- Required work -
What is needed is a verbatim copy of all the records.

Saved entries
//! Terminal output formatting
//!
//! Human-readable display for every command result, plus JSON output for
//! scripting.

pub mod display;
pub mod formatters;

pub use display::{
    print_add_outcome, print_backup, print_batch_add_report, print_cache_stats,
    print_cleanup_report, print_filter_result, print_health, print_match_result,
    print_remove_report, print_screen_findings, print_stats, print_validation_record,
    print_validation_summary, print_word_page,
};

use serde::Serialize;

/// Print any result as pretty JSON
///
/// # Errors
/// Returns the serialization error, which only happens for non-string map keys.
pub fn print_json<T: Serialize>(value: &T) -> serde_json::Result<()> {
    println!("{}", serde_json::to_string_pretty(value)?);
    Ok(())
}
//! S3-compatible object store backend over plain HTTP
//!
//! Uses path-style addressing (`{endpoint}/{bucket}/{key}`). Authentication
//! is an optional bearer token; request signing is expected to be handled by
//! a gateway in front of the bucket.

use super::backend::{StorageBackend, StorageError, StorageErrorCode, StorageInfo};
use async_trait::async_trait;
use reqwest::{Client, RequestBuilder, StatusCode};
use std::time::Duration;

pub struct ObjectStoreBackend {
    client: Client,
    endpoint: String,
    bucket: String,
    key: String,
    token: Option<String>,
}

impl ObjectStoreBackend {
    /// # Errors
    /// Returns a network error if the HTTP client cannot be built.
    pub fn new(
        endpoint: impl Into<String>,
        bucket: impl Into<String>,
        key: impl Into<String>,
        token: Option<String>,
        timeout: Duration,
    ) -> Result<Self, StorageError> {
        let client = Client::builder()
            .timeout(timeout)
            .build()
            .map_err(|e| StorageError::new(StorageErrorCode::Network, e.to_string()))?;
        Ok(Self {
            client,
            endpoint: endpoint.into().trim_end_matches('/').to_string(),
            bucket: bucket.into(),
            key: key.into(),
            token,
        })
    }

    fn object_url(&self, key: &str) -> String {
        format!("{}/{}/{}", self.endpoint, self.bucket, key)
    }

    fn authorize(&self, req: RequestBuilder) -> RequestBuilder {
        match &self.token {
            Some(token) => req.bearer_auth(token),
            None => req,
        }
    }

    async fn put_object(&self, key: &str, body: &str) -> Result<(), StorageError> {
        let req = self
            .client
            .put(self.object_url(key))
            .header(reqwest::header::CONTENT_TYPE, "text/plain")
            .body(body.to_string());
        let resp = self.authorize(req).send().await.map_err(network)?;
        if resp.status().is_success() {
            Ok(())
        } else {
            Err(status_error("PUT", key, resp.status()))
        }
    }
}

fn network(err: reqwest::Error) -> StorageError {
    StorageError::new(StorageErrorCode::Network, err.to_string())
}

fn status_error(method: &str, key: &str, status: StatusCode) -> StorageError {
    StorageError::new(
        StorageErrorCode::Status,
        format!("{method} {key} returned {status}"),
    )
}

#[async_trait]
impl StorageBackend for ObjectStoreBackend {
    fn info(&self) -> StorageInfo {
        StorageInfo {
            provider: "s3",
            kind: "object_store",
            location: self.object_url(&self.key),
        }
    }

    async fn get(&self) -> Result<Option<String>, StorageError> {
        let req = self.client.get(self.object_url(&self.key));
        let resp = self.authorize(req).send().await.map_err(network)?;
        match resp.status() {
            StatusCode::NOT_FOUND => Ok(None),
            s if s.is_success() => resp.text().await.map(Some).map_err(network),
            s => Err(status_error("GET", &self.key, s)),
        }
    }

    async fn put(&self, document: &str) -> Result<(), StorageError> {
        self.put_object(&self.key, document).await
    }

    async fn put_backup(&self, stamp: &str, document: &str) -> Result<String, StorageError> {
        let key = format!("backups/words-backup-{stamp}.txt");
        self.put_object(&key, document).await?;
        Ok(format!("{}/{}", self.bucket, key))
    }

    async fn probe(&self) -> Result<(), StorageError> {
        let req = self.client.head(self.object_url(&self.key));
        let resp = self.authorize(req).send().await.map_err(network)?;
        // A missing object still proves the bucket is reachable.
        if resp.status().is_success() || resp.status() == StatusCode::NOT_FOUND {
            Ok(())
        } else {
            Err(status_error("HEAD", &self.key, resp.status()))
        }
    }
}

- Result of this task -
//! Terminal output formatting
//!
//! Human-readable display for every command result, plus JSON output for
//! scripting.

pub mod display;
pub mod formatters;

pub use display::{
    print_add_outcome, print_backup, print_batch_add_report, print_cache_stats,
    print_cleanup_report, print_filter_result, print_health, print_match_result,
    print_remove_report, print_screen_findings, print_stats, print_validation_record,
    print_validation_summary, print_word_page,
};

use serde::Serialize;

/// Print any result as pretty JSON
///
/// # Errors
/// Returns the serialization error, which only happens for non-string map keys.
pub fn print_json<T: Serialize>(value: &T) -> serde_json::Result<()> {
    println!("{}", serde_json::to_string_pretty(value)?);
    Ok(())
}
//! S3-compatible object store backend over plain HTTP
//!
//! Uses path-style addressing (`{endpoint}/{bucket}/{key}`). Authentication
//! is an optional bearer token; request signing is expected to be handled by
//! a gateway in front of the bucket.

use super::backend::{StorageBackend, StorageError, StorageErrorCode, StorageInfo};
use async_trait::async_trait;
use reqwest::{Client, RequestBuilder, StatusCode};
use std::time::Duration;

pub struct ObjectStoreBackend {
    client: Client,
    endpoint: String,
    bucket: String,
    key: String,
    token: Option<String>,
}

impl ObjectStoreBackend {
    /// # Errors
    /// Returns a network error if the HTTP client cannot be built.
    pub fn new(
        endpoint: impl Into<String>,
        bucket: impl Into<String>,
        key: impl Into<String>,
        token: Option<String>,
        timeout: Duration,
    ) -> Result<Self, StorageError> {
        let client = Client::builder()
            .timeout(timeout)
            .build()
            .map_err(|e| StorageError::new(StorageErrorCode::Network, e.to_string()))?;
        Ok(Self {
            client,
            endpoint: endpoint.into().trim_end_matches('/').to_string(),
            bucket: bucket.into(),
            key: key.into(),
            token,
        })
    }

    fn object_url(&self, key: &str) -> String {
        format!("{}/{}/{}", self.endpoint, self.bucket, key)
    }

    fn authorize(&self, req: RequestBuilder) -> RequestBuilder {
        match &self.token {
            Some(token) => req.bearer_auth(token),
            None => req,
        }
    }

    async fn put_object(&self, key: &str, body: &str) -> Result<(), StorageError> {
        let req = self
            .client
            .put(self.object_url(key))
            .header(reqwest::header::CONTENT_TYPE, "text/plain")
            .body(body.to_string());
        let resp = self.authorize(req).send().await.map_err(network)?;
        if resp.status().is_success() {
            Ok(())
        } else {
            Err(status_error("PUT", key, resp.status()))
        }
    }
}

fn network(err: reqwest::Error) -> StorageError {
    StorageError::new(StorageErrorCode::Network, err.to_string())
}

fn status_error(method: &str, key: &str, status: StatusCode) -> StorageError {
    StorageError::new(
        StorageErrorCode::Status,
        format!("{method} {key} returned {status}"),
    )
}

#[async_trait]
impl StorageBackend for ObjectStoreBackend {
    fn info(&self) -> StorageInfo {
        StorageInfo {
            provider: "s3",
            kind: "object_store",
            location: self.object_url(&self.key),
        }
    }

    async fn get(&self) -> Result<Option<String>, StorageError> {
        let req = self.client.get(self.object_url(&self.key));
        let resp = self.authorize(req).send().await.map_err(network)?;
        match resp.status() {
            StatusCode::NOT_FOUND => Ok(None),
            s if s.is_success() => resp.text().await.map(Some).map_err(network),
            s => Err(status_error("GET", &self.key, s)),
        }
    }

    async fn put(&self, document: &str) -> Result<(), StorageError> {
        self.put_object(&self.key, document).await
    }

    async fn put_backup(&self, stamp: &str, document: &str) -> Result<String, StorageError> {
        let key = format!("backups/words-backup-{stamp}.txt");
        self.put_object(&key, document).await?;
        Ok(format!("{}/{}", self.bucket, key))
    }

    async fn probe(&self) -> Result<(), StorageError> {
        let req = self.client.head(self.object_url(&self.key));
        let resp = self.authorize(req).send().await.map_err(network)?;
        // A missing object still proves the bucket is reachable.
        if resp.status().is_success() || resp.status() == StatusCode::NOT_FOUND {
            Ok(())
        } else {
            Err(status_error("HEAD", &self.key, resp.status()))
        }
    }
}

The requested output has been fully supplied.